Under the hood is some serious hardware with a solid Asus P5K SE Intel motherboard at the heart, a Core 2 Duo 2.33GHz processor that's overclocked to 2.98GHz, 2GB of premium RAM from Nvidia and a 580W Hiper PSU. There's little here that would need an upgrade any time soon.
Silent but deadly
It looks like a gaming PC and can be used to that end, but what we didn't expect was how we could tap into this much power with so little noise. With two 120mm fans acting as the case's airflow solution we would normally be on the receiving end of a distracting hum, especially with a large graphics card. To our surprise there was a distinct absence of noise, even though the chip had been pre-overclocked.
It certainly helps having a stock Intel cooler over a dedicated gaming cooler, which are known to be noisy no matter how silent they claim to be, but nevertheless we were impressed by how quiet and cool the unit remained.
Using CoreTemp we determined that the CPU temperature hovered around 40 degrees. That's more than adequate for most uses, but bear in mind that under load, temperatures rise and stock CPU coolers do become noisier as a result of working that bit harder.

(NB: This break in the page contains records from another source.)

use async_trait::async_trait;
use bson::{Bson, Document, doc};
use mongodb::{
    Client, Collection as MongoCollection, Cursor, IndexModel,
    error::{Error as MongoError, ErrorKind, WriteFailure},
    options::{
        ClientOptions, CountOptions, FindOneAndUpdateOptions, FindOptions as MongoFindOptions,
        IndexOptions as MongoIndexOptions, ReturnDocument,
    },
};
use std::time::Duration;
use tracing::{debug, trace};
use doclane_core::{
    backend::{DocumentCursor, FindOptions, IndexOptions, Namespace, StoreBackend, StoreBackendBuilder, UpdateOutcome},
    error::{DocumentStoreError, DocumentStoreResult},
};

/// Server code reported when dropping a collection that does not exist.
const NAMESPACE_NOT_FOUND: i32 = 26;

/// Converts a driver error into a passthrough error, keeping the server code when the
/// failure carries one.
pub(crate) fn driver_error(error: MongoError) -> DocumentStoreError {
    let code = match error.kind.as_ref() {
        ErrorKind::Write(WriteFailure::WriteError(failure)) => Some(failure.code),
        ErrorKind::Write(WriteFailure::WriteConcernError(failure)) => Some(failure.code),
        ErrorKind::InsertMany(failure) => failure
            .write_errors
            .as_ref()
            .and_then(|errors| errors.first())
            .map(|failure| failure.code),
        ErrorKind::Command(failure) => Some(failure.code),
        _ => None,
    };

    DocumentStoreError::Driver {
        code,
        message: error.to_string(),
    }
}

#[derive(Debug, Clone)]
pub struct MongoDbStore {
    client: Client,
}

impl MongoDbStore {
    pub fn new(client: Client) -> Self {
        Self { client }
    }

    pub fn builder(dsn: &str) -> MongoDbStoreBuilder {
        MongoDbStoreBuilder::new(dsn)
    }

    /// The underlying driver client.
    pub fn client(&self) -> &Client {
        &self.client
    }

    fn get_collection(&self, namespace: &Namespace) -> MongoCollection<Document> {
        self.client
            .database(&namespace.database)
            .collection(&namespace.collection)
    }
}

#[async_trait]
impl StoreBackend for MongoDbStore {
    type Cursor = MongoCursor;

    async fn ping(&self) -> DocumentStoreResult<()> {
        self.client
            .database("admin")
            .run_command(doc! { "ping": 1 })
            .await
            .map_err(driver_error)?;

        Ok(())
    }

    async fn insert_one(&self, namespace: &Namespace, document: Document) -> DocumentStoreResult<Bson> {
        Ok(
            self.get_collection(namespace)
                .insert_one(document)
                .await
                .map_err(driver_error)?
                .inserted_id
        )
    }

    async fn insert_many(&self, namespace: &Namespace, documents: Vec<Document>) -> DocumentStoreResult<Vec<Bson>> {
        let mut inserted = self.get_collection(namespace)
            .insert_many(documents)
            .await
            .map_err(driver_error)?
            .inserted_ids
            .into_iter()
            .collect::<Vec<_>>();

        // The driver reports ids keyed by input position.
        inserted.sort_by_key(|(position, _)| *position);

        Ok(inserted.into_iter().map(|(_, id)| id).collect())
    }

    async fn update_many(
        &self,
        namespace: &Namespace,
        filter: Document,
        update: Document,
    ) -> DocumentStoreResult<UpdateOutcome> {
        let result = self.get_collection(namespace)
            .update_many(filter, update)
            .await
            .map_err(driver_error)?;

        Ok(UpdateOutcome {
            matched_count: result.matched_count,
            modified_count: result.modified_count,
            upserted_id: result.upserted_id,
        })
    }

    async fn find_one_and_update(
        &self,
        namespace: &Namespace,
        filter: Document,
        update: Document,
        upsert: bool,
    ) -> DocumentStoreResult<Option<Document>> {
        let mut options = FindOneAndUpdateOptions::default();
        options.upsert = Some(upsert);
        options.return_document = Some(ReturnDocument::After);

        self.get_collection(namespace)
            .find_one_and_update(filter, update)
            .with_options(options)
            .await
            .map_err(driver_error)
    }

    async fn replace_one(
        &self,
        namespace: &Namespace,
        filter: Document,
        replacement: Document,
    ) -> DocumentStoreResult<UpdateOutcome> {
        let result = self.get_collection(namespace)
            .replace_one(filter, replacement)
            .await
            .map_err(driver_error)?;

        Ok(UpdateOutcome {
            matched_count: result.matched_count,
            modified_count: result.modified_count,
            upserted_id: result.upserted_id,
        })
    }

    async fn find_one(&self, namespace: &Namespace, filter: Document) -> DocumentStoreResult<Option<Document>> {
        self.get_collection(namespace)
            .find_one(filter)
            .await
            .map_err(driver_error)
    }

    async fn find(
        &self,
        namespace: &Namespace,
        filter: Document,
        options: FindOptions,
    ) -> DocumentStoreResult<MongoCursor> {
        let mut find_options = MongoFindOptions::default();
        find_options.sort = options.sort;
        find_options.skip = options.skip;
        find_options.limit = options.limit;

        let cursor = self.get_collection(namespace)
            .find(filter)
            .with_options(find_options)
            .await
            .map_err(driver_error)?;

        Ok(MongoCursor { inner: cursor })
    }

    async fn count(&self, namespace: &Namespace, filter: Document, max_time: Duration) -> DocumentStoreResult<u64> {
        let mut options = CountOptions::default();
        options.max_time = Some(max_time);

        self.get_collection(namespace)
            .count_documents(filter)
            .with_options(options)
            .await
            .map_err(driver_error)
    }

    async fn delete_many(&self, namespace: &Namespace, filter: Document) -> DocumentStoreResult<u64> {
        Ok(
            self.get_collection(namespace)
                .delete_many(filter)
                .await
                .map_err(driver_error)?
                .deleted_count
        )
    }

    async fn drop_collection(&self, namespace: &Namespace) -> DocumentStoreResult<()> {
        match self.get_collection(namespace).drop().await.map_err(driver_error) {
            Err(DocumentStoreError::Driver {
                code: Some(NAMESPACE_NOT_FOUND),
                ..
            }) => Ok(()),
            result => result,
        }
    }

    async fn create_index(
        &self,
        namespace: &Namespace,
        keys: Document,
        options: IndexOptions,
    ) -> DocumentStoreResult<String> {
        let mut index_options = MongoIndexOptions::default();
        index_options.name = options.name;
        index_options.unique = Some(options.unique);
        index_options.sparse = options.sparse.then_some(true);
        index_options.expire_after = options.expire_after;

        let name = self.get_collection(namespace)
            .create_index(
                IndexModel::builder()
                .keys(keys)
                .options(index_options)
                .build()
            )
            .await
            .map_err(driver_error)?
            .index_name;
        debug!(%namespace, index = %name, "index created");

        Ok(name)
    }

    async fn shutdown(&self) -> DocumentStoreResult<()> {
        self.client.clone().shutdown().await;

        Ok(())
    }
}

/// Wraps a driver cursor.
///
/// Closing drops the driver cursor, which kills it on the server in the background.
#[derive(Debug)]
pub struct MongoCursor {
    inner: Cursor<Document>,
}

#[async_trait]
impl DocumentCursor for MongoCursor {
    async fn advance(&mut self) -> DocumentStoreResult<bool> {
        self.inner.advance().await.map_err(driver_error)
    }

    fn current(&self) -> DocumentStoreResult<Document> {
        self.inner.deserialize_current().map_err(driver_error)
    }

    async fn close(self) -> DocumentStoreResult<()> {
        drop(self.inner);

        Ok(())
    }
}

pub struct MongoDbStoreBuilder {
    dsn: String,
    app_name: Option<String>,
    connect_timeout: Option<Duration>,
}

impl MongoDbStoreBuilder {
    pub fn new(dsn: &str) -> Self {
        Self {
            dsn: dsn.to_string(),
            app_name: None,
            connect_timeout: None,
        }
    }

    /// Name reported to the server in the connection handshake.
    pub fn with_app_name(mut self, app_name: impl Into<String>) -> Self {
        self.app_name = Some(app_name.into());
        self
    }

    pub fn with_connect_timeout(mut self, timeout: Duration) -> Self {
        self.connect_timeout = Some(timeout);
        self
    }
}

#[async_trait]
impl StoreBackendBuilder for MongoDbStoreBuilder {
    type Backend = MongoDbStore;

    async fn build(self) -> DocumentStoreResult<Self::Backend> {
        let mut options = ClientOptions::parse(&self.dsn)
            .await
            .map_err(|e| DocumentStoreError::Initialization(e.to_string()))?;

        if let Some(app_name) = self.app_name {
            options.app_name = Some(app_name);
        }
        if let Some(timeout) = self.connect_timeout {
            options.connect_timeout = Some(timeout);
        }
        trace!(hosts = ?options.hosts, "connecting to mongodb");

        Ok(MongoDbStore::new(
            Client::with_options(options)
                .map_err(|e| DocumentStoreError::Initialization(e.to_string()))?,
        ))
    }
}

#[cfg(test)]
mod tests {
    use super::*;

    #[test]
    fn builder_keeps_settings() {
        let builder = MongoDbStore::builder("mongodb://localhost:27017")
            .with_app_name("doclane")
            .with_connect_timeout(Duration::from_secs(3));

        assert_eq!(builder.dsn, "mongodb://localhost:27017");
        assert_eq!(builder.app_name.as_deref(), Some("doclane"));
        assert_eq!(builder.connect_timeout, Some(Duration::from_secs(3)));
    }
}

We found the system hard to fault. The case was a bit too plasticky for our liking, and unfortunately was slightly cracked when we unpacked it for review, but the clear side window panel is a nice touch if you want to know what's going on inside. It's also very light.
The monitor showcases Vista nicely, but with only an analogue input it's not ideal for a 22-inch widescreen. A good-quality wireless mouse, keyboard and wired speakers from Logitech complete the package. If you can live with the stylised look of this CyberPower you'll have an all-round PC to be proud of.